Now he has the $500k to open a McDonalds. I am not suggesting, in any way, that his success should be guaranteed. If the business fails because he is incompetent, or lazy, or because he blows the money betting on college football, or because a better businessman opens up a Burger King across the street, I would never say that society has a responsibility to provide him the wealth he could not acquire.

Say there are 2 identical famillies who want to open a McDonalds. Each family has squirreled away the $500k to pay the fees. Family A has an unforseen medical situation that wipes out their savings. I don't think that Family B 'deserves' the opportunity to open a McDonalds any more than family A does.

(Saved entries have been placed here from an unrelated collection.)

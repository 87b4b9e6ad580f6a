//! # Error Hierarchy
//!
//! Structured error types for the identifier layer, built with `thiserror`.
//! No `Box<dyn Error>`, no `.unwrap()` outside tests.
//!
//! Validation errors carry the rejected input so that a user who typed a
//! label, a DID or a hex literal can see exactly what was refused. Codec
//! errors name the part of a `bubble:`/`did:bubble:` string that failed.

use thiserror::Error;

/// Top-level error type for `bubble-core`.
#[derive(Error, Debug, Clone, PartialEq, Eq)]
pub enum BubbleError {
    /// A value failed identifier validation.
    #[error("validation error: {0}")]
    Validation(#[from] ValidationError),

    /// A `bubble:` or `did:bubble:` string could not be decoded.
    #[error("decode error: {0}")]
    Codec(#[from] CodecError),
}

/// Validation errors for identifier newtypes and byte conversions.
#[derive(Error, Debug, Clone, PartialEq, Eq)]
pub enum ValidationError {
    /// Not a 20-byte `0x`-prefixed hex address.
    #[error("invalid address: \"{0}\" (expected 0x followed by 40 hex characters)")]
    InvalidAddress(String),

    /// The provider id inside a `vault` parameter is not an address.
    #[error("invalid vault id: \"{0}\"")]
    InvalidVaultId(String),

    /// Not a 20/32-byte file id or a `<id>/<name>` path.
    #[error("invalid file: \"{0}\" (expected a 20 or 32 byte hex id, or <id>/<name>)")]
    InvalidFile(String),

    /// Non-hex characters in a hex string.
    #[error("invalid hex: \"{0}\"")]
    InvalidHex(String),

    /// Provider url is empty, too short, or does not parse.
    #[error("invalid provider url: \"{0}\"")]
    InvalidProviderUrl(String),

    /// Integer does not fit the requested byte width.
    #[error("value {value} does not fit in {length} bytes")]
    ValueOutOfRange {
        /// The value that was rejected.
        value: u128,
        /// The byte width it had to fit.
        length: usize,
    },
}

/// Errors decoding the `bubble:` and `did:bubble:` schemes.
#[derive(Error, Debug, Clone, PartialEq, Eq)]
pub enum CodecError {
    /// The string does not start with `bubble:`.
    #[error("not a Bubble URL: \"{0}\"")]
    NotBubbleUrl(String),

    /// The string does not start with `did:`.
    #[error("not a DID: \"{0}\"")]
    NotDid(String),

    /// A DID whose method is not `bubble`.
    #[error("not a Bubble DID: \"{0}\"")]
    NotBubbleDid(String),

    /// The version tag is not one this codec understands.
    #[error("unsupported Bubble URL version {found} (expected {expected})")]
    InvalidVersion {
        /// The decoded version tag.
        found: u64,
        /// The version this codec emits.
        expected: u64,
    },

    /// The specific identifier is too short to hold version and address.
    #[error("specific identifier \"{0}\" is too short")]
    AddressTooShort(String),

    /// Non-alphabet characters in a base-58 string.
    #[error("base58 decode error: {0}")]
    Base58Decode(String),

    /// A decoded component failed validation.
    #[error(transparent)]
    Validation(#[from] ValidationError),
}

I'd like to see them both have the same chance to succeed.

Opportunity. Not outcome.
See, your overlooking the pre-existing condition that people have, as you say, "zero control" over. The most obvious one in the case of your hypothetical scenario is that there are no two "identical" families. Unless by some rare twist identical twin brothers married identical twin sisters. But even in that event differences would occur through nature and nurture. So if it takes equal identity to create equal opportunity ... well, you get the picture.

But, if in your scenario what makes the families identical is that they both saved up $500k so that they both had the same financial opportunity to open a McDonalds, but one lost the money due to uncontrollable circumstances, it would only be "fair" for the rest of society to make the losing family whole by giving them a $500K gift from the rest of us . . . umm, that is problematic. Are you assuming that the rest of us have the "opportunity" to save $500K? What about the many somebodies that are born into families that lack such attitudes of thrift or potential to even earn that amount? What about the individual that didn't have the "opportunity" to earn the $500K due to family background, negative inherited capabilities, and so on that he had no control over? If he/she wanted to open a McDonalds should the rest of us give him/her the $500K gift? Are you saying that if we all put in a few extra bucks into some anti-catastrophic fund it would cover the massive potential of payouts to "deserving" recipients to do what they wish but are not capable because of things they had no control over.

And if the federal gvt. owns this insurance fund, will it even restrict itself to whatever minimal enumerations you limit it to which you think would make this fund fair and operable? The evidence is, as you might say, "irrefutable" that it wouldn't. This sort of "fairness," of so-called "equal opportunity" is what gives the federal leviathan the legitimacy to totally control our lives.